If It’s Rabies, I Get a Prize

Cat scratch feeeeevaaaahhh!

The cat bite led to an infection.  Because of course it did.  Not a raging infection exactly.  Not rabies or lockjaw or polio or typhoid or malaria or something with any kind of tropical or literary cache.  But for sure an infection.  The night after the bite, I went to urgent care after I read an alarming comment about rabies on the last post.  No one wants rabies.  In elementary school, my friend and I used to chew up this fizzing candy called Zotz and let our mouth foam and we’d roll our eyes and spit foam onto her driveway and stagger around screeching “Rabies! Rabies!  Shoot me!  I have rabies!”  And her mother would come out of the house and be like, “Jesus Christ, can’t you just play Barbies?” But that’s as close as anyone want to get to rabies –  fourth grade candy rabies.  So I went in to urgent care.  And sat with the other sickies with bronchitis who despite being given masks, chose not to wear them.  So maybe I now have that as well.

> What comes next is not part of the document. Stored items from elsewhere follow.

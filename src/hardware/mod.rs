use std::collections::HashMap;

use thiserror::Error;

#[cfg(feature = "gpio")]
pub mod gpio;

#[derive(Debug, Error)]
pub enum RelayError {
    #[error("GPIO controller unavailable: {0}")]
    Unavailable(String),

    #[error("Failed to open GPIO pin {pin}: {reason}")]
    Open { pin: u8, reason: String },
}

/// One physical relay output. Implementations own the underlying device
/// handle; dropping the object releases the line.
pub trait RelayPin: Send {
    fn set(&mut self, on: bool);
}

/// Opens relay outputs by pin number.
pub trait RelayBackend: Send {
    fn open(&self, pin: u8) -> Result<Box<dyn RelayPin>, RelayError>;
}

/// Fallback backend for hosts without GPIO hardware. Commands are logged
/// and otherwise discarded.
pub struct NullBackend;

impl RelayBackend for NullBackend {
    fn open(&self, pin: u8) -> Result<Box<dyn RelayPin>, RelayError> {
        Ok(Box::new(NullPin { pin }))
    }
}

struct NullPin {
    pin: u8,
}

impl RelayPin for NullPin {
    fn set(&mut self, on: bool) {
        tracing::debug!(pin = self.pin, on, "Relay command (no GPIO backend)");
    }
}

/// Opens the GPIO backend when compiled in, the logging fallback
/// otherwise.
#[cfg(feature = "gpio")]
pub fn default_backend(active_low: bool) -> Result<Box<dyn RelayBackend>, RelayError> {
    Ok(Box::new(gpio::GpioBackend::new(active_low)?))
}

#[cfg(not(feature = "gpio"))]
pub fn default_backend(_active_low: bool) -> Result<Box<dyn RelayBackend>, RelayError> {
    tracing::warn!("Built without GPIO support, relay commands are logged only");
    Ok(Box::new(NullBackend))
}

/* == Relay bank == */

enum Slot {
    Ready { device: Box<dyn RelayPin>, on: bool },
    Failed,
}

/// Tracks every live relay handle. A pin whose initialization failed stays
/// in the bank as a logged no-op, so one bad output cannot take down the
/// automation loop.
pub struct RelayBank {
    backend: Box<dyn RelayBackend>,
    slots: HashMap<u8, Slot>,
}

impl RelayBank {
    pub fn new(backend: Box<dyn RelayBackend>) -> Self {
        RelayBank {
            backend,
            slots: HashMap::new(),
        }
    }

    /// Opens the relay for `pin` in the OFF position. Calling this on an
    /// already-initialized pin is a no-op.
    pub fn initialize(&mut self, pin: u8) {
        if self.slots.contains_key(&pin) {
            return;
        }

        let slot = match self.backend.open(pin) {
            Ok(mut device) => {
                device.set(false);
                tracing::info!(pin, "Fan relay initialized");
                Slot::Ready { device, on: false }
            }
            Err(error) => {
                tracing::error!(pin, %error, "Failed to initialize fan relay");
                Slot::Failed
            }
        };

        self.slots.insert(pin, slot);
    }

    pub fn turn_on(&mut self, pin: u8) {
        self.set(pin, true);
    }

    pub fn turn_off(&mut self, pin: u8) {
        self.set(pin, false);
    }

    pub fn is_on(&self, pin: u8) -> bool {
        matches!(self.slots.get(&pin), Some(Slot::Ready { on: true, .. }))
    }

    /// Forces the relay OFF and drops its handle, returning the line to the
    /// host. Safe to call on unknown pins.
    pub fn release(&mut self, pin: u8) {
        if let Some(Slot::Ready { mut device, .. }) = self.slots.remove(&pin) {
            device.set(false);
            tracing::info!(pin, "Fan relay released");
        }
    }

    /// Drives every tracked pin OFF and releases all handles. Invoked at
    /// process exit.
    pub fn shutdown_all(&mut self) {
        for (pin, slot) in &mut self.slots {
            if let Slot::Ready { device, on } = slot {
                device.set(false);
                *on = false;
                tracing::info!(pin, "Fan relay shut down");
            }
        }

        self.slots.clear();
    }

    fn set(&mut self, pin: u8, on: bool) {
        self.initialize(pin);

        match self.slots.get_mut(&pin) {
            Some(Slot::Ready { device, on: state }) => {
                device.set(on);
                *state = on;
                tracing::debug!(pin, on, "Fan relay driven");
            }
            Some(Slot::Failed) => {
                tracing::warn!(pin, on, "Fan relay unavailable, ignoring command");
            }
            None => {}
        }
    }
}

/* == Test support == */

Because it was urgent care, I was with a bunch of other poorly dumbos who had waited until after hours to be seen to.  No one was bleeding, no one was rushed in on a gurney.  Just a lot of people like me – ashamed, reading magazines, silently chastising ourselves. “That’s infected,” grimaced the nurse, when she saw me.  The doctor who came in next asked what I knew about the cat – if it had run after me or lunged at me or dropped from a great height ninja-style from a tree. “No,” I whispered, “I uh, picked it up.”  And they checked the box on my chart that said Possible Moronitis.  They hooked me up to an IV full of antibiotics and left me there even when it went off and either forgot about me or were dealing with all the other cat bites because an hour later I was still sitting there with an empty IV in my arm.  I sort of inched as far as I could with the IV still attached to my arm and karate kicked the nurses button. “Oh” she said, when she appeared at the doorway “you’re still here?”  I think that’s the punishment for cat bites. It’s the grown up equivalent of a time out so you can think about what you’ve done.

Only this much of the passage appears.